Os
homens freqüentam igrejas católicas, templos protestantes,
sinagogas judaicas, mesquitas muçulmanas, pagodes chineses,
santuários hindus, centros espíritas, "tatwas"
esotéricos, lojas teosóficas, fraternidades Rosa-Cruz ou terreiros
de Umbanda, buscando o conhecimento e o conforto espiritual para suas
almas enfraquecidas.
Mas
o seu aperfeiçoamento não se processa exclusivamente pela adoração
a ídolos, meditações esotéricas, interpretações iniciáticas,
reuniões doutrinárias ou cerimoniais fatigantes. Em tais momentos,
os fiéis, crentes, adeptos, discípulos ou simpatizantes, só
aprendem as regras e composturas que terão de comprovar diariamente
no mundo profano.
Os
templos religiosos, as lojas teosóficas, confrarias iniciáticas,
instituições espíritas ou tendas de Umbanda, guardam certa
semelhança com as agências de informações, que fornecem o
programa das atividades espirituais recomendadas pelo Alto e conforme
a preferência de determinado grupo humano. Mas as práticas à "luz
do dia" graduam os discípulos de modo imprevisto porque se
exercem sob a espontaneidade da própria vida dos seres em comum.
Aqui,
o discípulo é experimentado na virtude da paciência pela demora
dos balconistas em servirem-no nas lojas de compras, ou pela reação
colérica do cobrador de ônibus; ali, prova-se na tolerância pela
descortesia do egoísta que fura a "fila" de espera, ou
pela intransigência do fiscal de impostos ou de trânsito; acolá,
pela renúncia e perdão depois de explorado pelo vendedor, insultado
pelo motorista irascível ou prejudicado no roubo da empregada!
Assim,
no decorrer de nossa atividade humana, somos defrontados com as mais
graves argüições no exame da paciência, bondade, tolerância,
humildade, renúncia ou generosidade!

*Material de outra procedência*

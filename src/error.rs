//! Error types for docflat.

use std::io;
use thiserror::Error;

/// Result type alias for docflat operations.
pub type Result<T> = std::result::Result<T, Error>;

/// Error types that can occur while ingesting parsed documents.
#[derive(Error, Debug)]
pub enum Error {
    /// I/O error when reading or writing files.
    #[error("I/O error: {0}")]
    Io(#[from] io::Error),

    /// Parser output could not be decoded as JSON.
    #[error("JSON error: {0}")]
    Json(#[from] serde_json::Error),

    /// The document parser reported corruption or an error status.
    #[error("Failed to parse document {uri}: {reason}")]
    DocumentParseFailure {
        /// Document the failure belongs to
        uri: String,
        /// Corruption flag and/or error status text
        reason: String,
    },

    /// An element record is missing structural fields it must carry.
    #[error("Malformed element {index} in {uri}: {reason}")]
    MalformedElementShape {
        /// Document the element belongs to
        uri: String,
        /// Position of the element in the source `elements` array
        index: usize,
        /// What was wrong with the element
        reason: String,
    },

    /// The document parser could not produce a result at all.
    #[error("Parser error: {0}")]
    Parser(String),

    /// The file format is not one the corpus filter accepts.
    #[error("Unknown document format")]
    UnknownFormat,

    /// A corpus file-name pattern could not be compiled.
    #[error("Invalid file pattern: {0}")]
    InvalidPattern(String),

    /// Error enumerating the corpus.
    #[error("Corpus error: {0}")]
    Corpus(String),

    /// Error during rendering (text, rows, JSON).
    #[error("Rendering error: {0}")]
    Render(String),
}

impl Error {
    /// Short, stable name of the error kind, used in outcome records.
    pub fn kind(&self) -> &'static str {
        match self {
            Error::Io(_) => "io",
            Error::Json(_) => "json",
            Error::DocumentParseFailure { .. } => "document_parse_failure",
            Error::MalformedElementShape { .. } => "malformed_element_shape",
            Error::Parser(_) => "parser",
            Error::UnknownFormat => "unknown_format",
            Error::InvalidPattern(_) => "invalid_pattern",
            Error::Corpus(_) => "corpus",
            Error::Render(_) => "render",
        }
    }
}

impl From<walkdir::Error> for Error {
    fn from(err: walkdir::Error) -> Self {
        match err.into_io_error() {
            Some(e) => Error::Io(e),
            None => Error::Corpus("filesystem loop detected".to_string()),
        }
    }
}

impl From<regex::Error> for Error {
    fn from(err: regex::Error) -> Self {
        Error::InvalidPattern(err.to_string())
    }
}
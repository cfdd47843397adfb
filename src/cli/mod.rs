//! CLI command handlers
//!
//! This module contains all CLI-related functionality including:
//! - Argument parsing structures
//! - Command implementations
//! - Help text generation

pub mod args;
pub mod commands;
pub mod help;
pub mod router;

// Re-export the main CLI structures for convenience
pub use args::{AnalyzeArgs, Cli, Commands, OutputFormat};
pub use help::{generate_help, get_log_level};
pub use router::{execute_command, prepare, PreparedCommand};
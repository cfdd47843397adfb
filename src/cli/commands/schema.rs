//! The `schema` command

use anyhow::Result;

use crate::analysis::TextTable;
use crate::dataset::{schema, EMPLOYEE_SCHEMA, OUTPUT_HEADER};

pub fn render_schema() -> String {
    let mut table = TextTable::new(["Position", "Column", "Type"]);
    for (i, column) in EMPLOYEE_SCHEMA.iter().enumerate() {
        table.push_row([
            (i + 1).to_string(),
            column.name.to_string(),
            column.column_type.to_string(),
        ]);
    }

    format!(
        "Input columns (bound by position, header row required):\n{}\n\n{}\n\nOutput header: {}",
        table.render(),
        schema::describe(),
        OUTPUT_HEADER.join(",")
    )
}

pub fn run_schema() -> Result<()> {
    println!("{}", render_schema());
    Ok(())
}
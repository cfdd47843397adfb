//! Plain-text table rendering for intermediate and final tables

use super::engine::DepartmentCounts;
use super::models::{DepartmentPercentage, DepartmentSummary};

const NULL: &str = "null";

/// A bordered text table with right-aligned cells.
#[derive(Debug, Clone, Default)]
pub struct TextTable {
    headers: Vec<String>,
    rows: Vec<Vec<String>>,
}

impl TextTable {
    pub fn new<I, S>(headers: I) -> Self
    where
        I: IntoIterator<Item = S>,
        S: Into<String>,
    {
        Self {
            headers: headers.into_iter().map(Into::into).collect(),
            rows: Vec::new(),
        }
    }

    pub fn push_row<I, S>(&mut self, row: I)
    where
        I: IntoIterator<Item = S>,
        S: Into<String>,
    {
        self.rows.push(row.into_iter().map(Into::into).collect());
    }

    pub fn render(&self) -> String {
        let mut widths: Vec<usize> = self.headers.iter().map(|h| h.chars().count()).collect();
        for row in &self.rows {
            for (i, cell) in row.iter().enumerate() {
                if let Some(width) = widths.get_mut(i) {
                    *width = (*width).max(cell.chars().count());
                }
            }
        }

        let border = widths.iter().fold(String::from("+"), |mut acc, w| {
            acc.push_str(&"-".repeat(*w));
            acc.push('+');
            acc
        });

        let format_row = |cells: &[String]| {
            let mut line = String::from("|");
            for (i, width) in widths.iter().enumerate() {
                let cell = cells.get(i).map(String::as_str).unwrap_or("");
                line.push_str(&format!("{:>width$}|", cell, width = width));
            }
            line
        };

        let mut out = Vec::with_capacity(self.rows.len() + 4);
        out.push(border.clone());
        out.push(format_row(&self.headers));
        out.push(border.clone());
        for row in &self.rows {
            out.push(format_row(row));
        }
        out.push(border);
        out.join("\n")
    }
}

/// Render a percentage the way it is written to the output CSV.
pub fn format_percentage(value: f64) -> String {
    format!("{:?}", value)
}

pub fn counts_table(count_column: &str, counts: &DepartmentCounts) -> String {
    let mut table = TextTable::new(["Department", count_column]);
    for (department, count) in counts {
        table.push_row([
            department.clone().unwrap_or_else(|| NULL.to_string()),
            count.to_string(),
        ]);
    }
    table.render()
}

pub fn summary_table(summaries: &[DepartmentSummary]) -> String {
    let mut table = TextTable::new([
        "Department",
        "HighSatEngagedEmployees",
        "TotalEmployees",
        "Percentage",
    ]);
    for s in summaries {
        table.push_row([
            s.department.clone(),
            s.high_sat_engaged_employees.to_string(),
            s.total_employees.to_string(),
            format_percentage(s.percentage),
        ]);
    }
    table.render()
}

pub fn percentage_table(results: &[DepartmentPercentage]) -> String {
    let mut table = TextTable::new(["Department", "Percentage"]);
    for r in results {
        table.push_row([r.department.clone(), format_percentage(r.percentage)]);
    }
    table.render()
}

É tão simples como a própria
vida, pois no seio da agitação neurótica e competição
desesperada para a sobrevivência humana, o homem moderno decora os
programas salvacionistas elaborados no interior dos templos
religiosos ou instituições espiritualistas, para depois
comprová-los nas atividades da vida cotidiana.